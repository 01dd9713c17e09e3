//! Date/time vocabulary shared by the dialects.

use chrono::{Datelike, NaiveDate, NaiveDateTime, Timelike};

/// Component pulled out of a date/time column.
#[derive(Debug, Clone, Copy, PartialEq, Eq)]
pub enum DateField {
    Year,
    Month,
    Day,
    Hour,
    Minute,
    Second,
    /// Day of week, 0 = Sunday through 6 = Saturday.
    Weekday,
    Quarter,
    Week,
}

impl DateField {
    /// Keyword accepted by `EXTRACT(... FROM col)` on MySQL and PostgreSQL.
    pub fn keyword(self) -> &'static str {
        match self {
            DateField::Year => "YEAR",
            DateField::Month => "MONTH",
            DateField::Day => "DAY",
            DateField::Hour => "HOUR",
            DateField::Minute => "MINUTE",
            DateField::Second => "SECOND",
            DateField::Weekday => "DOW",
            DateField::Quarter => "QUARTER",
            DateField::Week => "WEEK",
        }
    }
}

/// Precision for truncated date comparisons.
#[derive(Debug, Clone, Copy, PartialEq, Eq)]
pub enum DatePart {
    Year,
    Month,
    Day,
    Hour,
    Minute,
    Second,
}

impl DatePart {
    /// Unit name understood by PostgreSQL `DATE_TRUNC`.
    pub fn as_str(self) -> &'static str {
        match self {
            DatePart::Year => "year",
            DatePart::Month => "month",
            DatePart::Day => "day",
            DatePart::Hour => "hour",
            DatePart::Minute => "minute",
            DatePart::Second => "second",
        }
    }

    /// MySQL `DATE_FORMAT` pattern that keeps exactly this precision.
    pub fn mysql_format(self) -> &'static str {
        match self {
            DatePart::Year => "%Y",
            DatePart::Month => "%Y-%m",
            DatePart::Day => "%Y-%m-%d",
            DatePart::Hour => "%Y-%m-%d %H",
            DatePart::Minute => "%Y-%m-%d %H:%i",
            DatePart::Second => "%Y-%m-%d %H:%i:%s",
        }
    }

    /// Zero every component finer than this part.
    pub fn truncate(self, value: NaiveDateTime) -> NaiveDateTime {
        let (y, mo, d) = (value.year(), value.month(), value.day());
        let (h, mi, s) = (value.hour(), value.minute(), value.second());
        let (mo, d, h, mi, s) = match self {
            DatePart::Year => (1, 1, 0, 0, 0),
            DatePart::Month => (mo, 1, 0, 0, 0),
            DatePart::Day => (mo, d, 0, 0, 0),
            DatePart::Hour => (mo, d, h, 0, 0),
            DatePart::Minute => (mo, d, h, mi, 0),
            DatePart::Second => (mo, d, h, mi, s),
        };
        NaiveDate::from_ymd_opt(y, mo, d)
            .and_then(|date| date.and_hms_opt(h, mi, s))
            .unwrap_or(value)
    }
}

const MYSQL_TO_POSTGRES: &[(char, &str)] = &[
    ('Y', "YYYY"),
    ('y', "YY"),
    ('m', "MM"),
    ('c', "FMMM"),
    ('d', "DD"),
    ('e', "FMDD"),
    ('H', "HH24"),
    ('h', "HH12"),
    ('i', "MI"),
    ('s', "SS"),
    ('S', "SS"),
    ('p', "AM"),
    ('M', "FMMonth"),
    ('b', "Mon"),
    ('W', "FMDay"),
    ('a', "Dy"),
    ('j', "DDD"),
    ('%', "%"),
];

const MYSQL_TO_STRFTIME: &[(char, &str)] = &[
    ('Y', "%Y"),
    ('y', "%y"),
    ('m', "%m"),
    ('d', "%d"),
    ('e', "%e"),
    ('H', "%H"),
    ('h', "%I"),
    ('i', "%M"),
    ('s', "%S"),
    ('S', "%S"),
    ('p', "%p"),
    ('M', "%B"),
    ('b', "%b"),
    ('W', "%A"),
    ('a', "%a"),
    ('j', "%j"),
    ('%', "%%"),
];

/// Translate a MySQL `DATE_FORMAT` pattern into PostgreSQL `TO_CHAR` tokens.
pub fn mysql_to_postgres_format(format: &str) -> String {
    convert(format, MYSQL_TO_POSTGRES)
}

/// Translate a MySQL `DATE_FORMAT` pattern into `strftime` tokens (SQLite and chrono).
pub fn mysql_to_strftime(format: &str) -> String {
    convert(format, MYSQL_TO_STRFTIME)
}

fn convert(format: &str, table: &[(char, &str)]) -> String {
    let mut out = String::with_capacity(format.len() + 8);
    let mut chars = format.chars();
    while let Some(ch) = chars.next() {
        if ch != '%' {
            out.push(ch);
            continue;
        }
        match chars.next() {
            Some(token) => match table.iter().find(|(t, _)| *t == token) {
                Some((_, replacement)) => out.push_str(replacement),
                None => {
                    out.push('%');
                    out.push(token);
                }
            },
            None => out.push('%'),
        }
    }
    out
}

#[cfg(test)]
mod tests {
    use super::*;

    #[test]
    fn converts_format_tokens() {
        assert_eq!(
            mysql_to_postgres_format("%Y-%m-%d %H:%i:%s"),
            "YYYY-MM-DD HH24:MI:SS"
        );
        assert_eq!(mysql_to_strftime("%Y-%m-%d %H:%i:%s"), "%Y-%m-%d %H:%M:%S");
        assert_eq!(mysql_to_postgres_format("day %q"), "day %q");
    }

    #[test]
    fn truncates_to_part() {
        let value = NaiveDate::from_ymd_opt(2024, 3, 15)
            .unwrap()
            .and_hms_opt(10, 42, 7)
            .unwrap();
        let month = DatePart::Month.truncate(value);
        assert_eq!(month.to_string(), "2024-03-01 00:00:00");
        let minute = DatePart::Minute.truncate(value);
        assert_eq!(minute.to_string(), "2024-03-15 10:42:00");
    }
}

##########

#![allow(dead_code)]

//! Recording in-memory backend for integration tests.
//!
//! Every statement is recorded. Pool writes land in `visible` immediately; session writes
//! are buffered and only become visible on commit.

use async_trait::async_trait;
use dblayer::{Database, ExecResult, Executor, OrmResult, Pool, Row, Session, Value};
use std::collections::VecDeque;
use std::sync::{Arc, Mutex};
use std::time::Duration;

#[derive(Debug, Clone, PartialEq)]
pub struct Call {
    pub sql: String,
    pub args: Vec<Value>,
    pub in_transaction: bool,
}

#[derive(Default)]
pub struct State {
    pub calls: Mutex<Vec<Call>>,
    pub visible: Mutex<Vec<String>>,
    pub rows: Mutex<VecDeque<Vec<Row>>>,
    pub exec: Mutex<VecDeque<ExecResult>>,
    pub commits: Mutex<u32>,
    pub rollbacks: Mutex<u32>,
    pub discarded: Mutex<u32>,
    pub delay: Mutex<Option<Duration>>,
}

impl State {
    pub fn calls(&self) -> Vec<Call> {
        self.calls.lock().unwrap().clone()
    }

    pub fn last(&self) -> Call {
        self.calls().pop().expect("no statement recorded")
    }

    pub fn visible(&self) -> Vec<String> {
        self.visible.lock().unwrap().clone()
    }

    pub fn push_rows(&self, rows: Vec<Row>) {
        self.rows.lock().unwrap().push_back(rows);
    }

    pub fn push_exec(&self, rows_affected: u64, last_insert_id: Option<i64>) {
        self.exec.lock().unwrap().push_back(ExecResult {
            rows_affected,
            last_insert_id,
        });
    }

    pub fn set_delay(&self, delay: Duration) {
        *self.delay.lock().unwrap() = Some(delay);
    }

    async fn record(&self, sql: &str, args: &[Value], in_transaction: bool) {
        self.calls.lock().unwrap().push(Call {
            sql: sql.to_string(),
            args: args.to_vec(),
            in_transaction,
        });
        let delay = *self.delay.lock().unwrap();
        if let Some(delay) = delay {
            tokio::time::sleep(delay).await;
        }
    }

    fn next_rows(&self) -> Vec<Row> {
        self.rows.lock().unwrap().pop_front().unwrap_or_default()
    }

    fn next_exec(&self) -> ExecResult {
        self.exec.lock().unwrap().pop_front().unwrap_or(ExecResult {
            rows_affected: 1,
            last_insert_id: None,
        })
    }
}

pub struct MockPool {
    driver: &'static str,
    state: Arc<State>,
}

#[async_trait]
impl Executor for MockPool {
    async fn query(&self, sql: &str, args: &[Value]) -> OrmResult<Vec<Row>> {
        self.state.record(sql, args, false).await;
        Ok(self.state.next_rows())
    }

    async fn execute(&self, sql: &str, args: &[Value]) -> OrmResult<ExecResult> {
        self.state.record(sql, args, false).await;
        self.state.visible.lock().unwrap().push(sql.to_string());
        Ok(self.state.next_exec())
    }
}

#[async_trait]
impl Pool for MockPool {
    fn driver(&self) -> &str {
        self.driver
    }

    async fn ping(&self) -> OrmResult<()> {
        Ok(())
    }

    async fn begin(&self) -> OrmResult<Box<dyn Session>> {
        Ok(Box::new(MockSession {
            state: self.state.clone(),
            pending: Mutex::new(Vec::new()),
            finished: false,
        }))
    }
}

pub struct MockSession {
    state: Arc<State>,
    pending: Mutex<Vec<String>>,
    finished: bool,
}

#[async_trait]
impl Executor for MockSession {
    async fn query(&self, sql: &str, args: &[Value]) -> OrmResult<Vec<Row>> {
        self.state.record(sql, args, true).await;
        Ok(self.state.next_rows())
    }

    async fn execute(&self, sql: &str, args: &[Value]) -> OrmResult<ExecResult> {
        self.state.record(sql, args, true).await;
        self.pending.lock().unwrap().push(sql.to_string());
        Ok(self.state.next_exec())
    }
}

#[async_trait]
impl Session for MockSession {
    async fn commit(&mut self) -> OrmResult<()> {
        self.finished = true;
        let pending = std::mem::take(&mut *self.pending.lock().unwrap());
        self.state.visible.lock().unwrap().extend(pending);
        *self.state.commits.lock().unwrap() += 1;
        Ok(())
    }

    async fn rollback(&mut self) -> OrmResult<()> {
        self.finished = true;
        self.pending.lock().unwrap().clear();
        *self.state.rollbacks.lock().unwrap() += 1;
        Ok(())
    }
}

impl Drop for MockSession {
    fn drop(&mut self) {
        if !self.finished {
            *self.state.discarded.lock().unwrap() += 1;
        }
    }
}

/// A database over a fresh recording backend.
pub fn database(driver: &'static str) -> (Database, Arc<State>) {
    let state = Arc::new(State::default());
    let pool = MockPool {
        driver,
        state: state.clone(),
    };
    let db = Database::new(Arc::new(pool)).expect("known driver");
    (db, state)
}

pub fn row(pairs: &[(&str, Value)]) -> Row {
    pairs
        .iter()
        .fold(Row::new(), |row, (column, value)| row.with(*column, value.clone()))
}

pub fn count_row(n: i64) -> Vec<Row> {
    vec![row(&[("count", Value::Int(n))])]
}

##########

Task item:
Whenever a line in the entries above includes the word "pattern", pull that line out.

Response:
    /// MySQL `DATE_FORMAT` pattern that keeps exactly this precision.
/// Translate a MySQL `DATE_FORMAT` pattern into PostgreSQL `TO_CHAR` tokens.
/// Translate a MySQL `DATE_FORMAT` pattern into `strftime` tokens (SQLite and chrono).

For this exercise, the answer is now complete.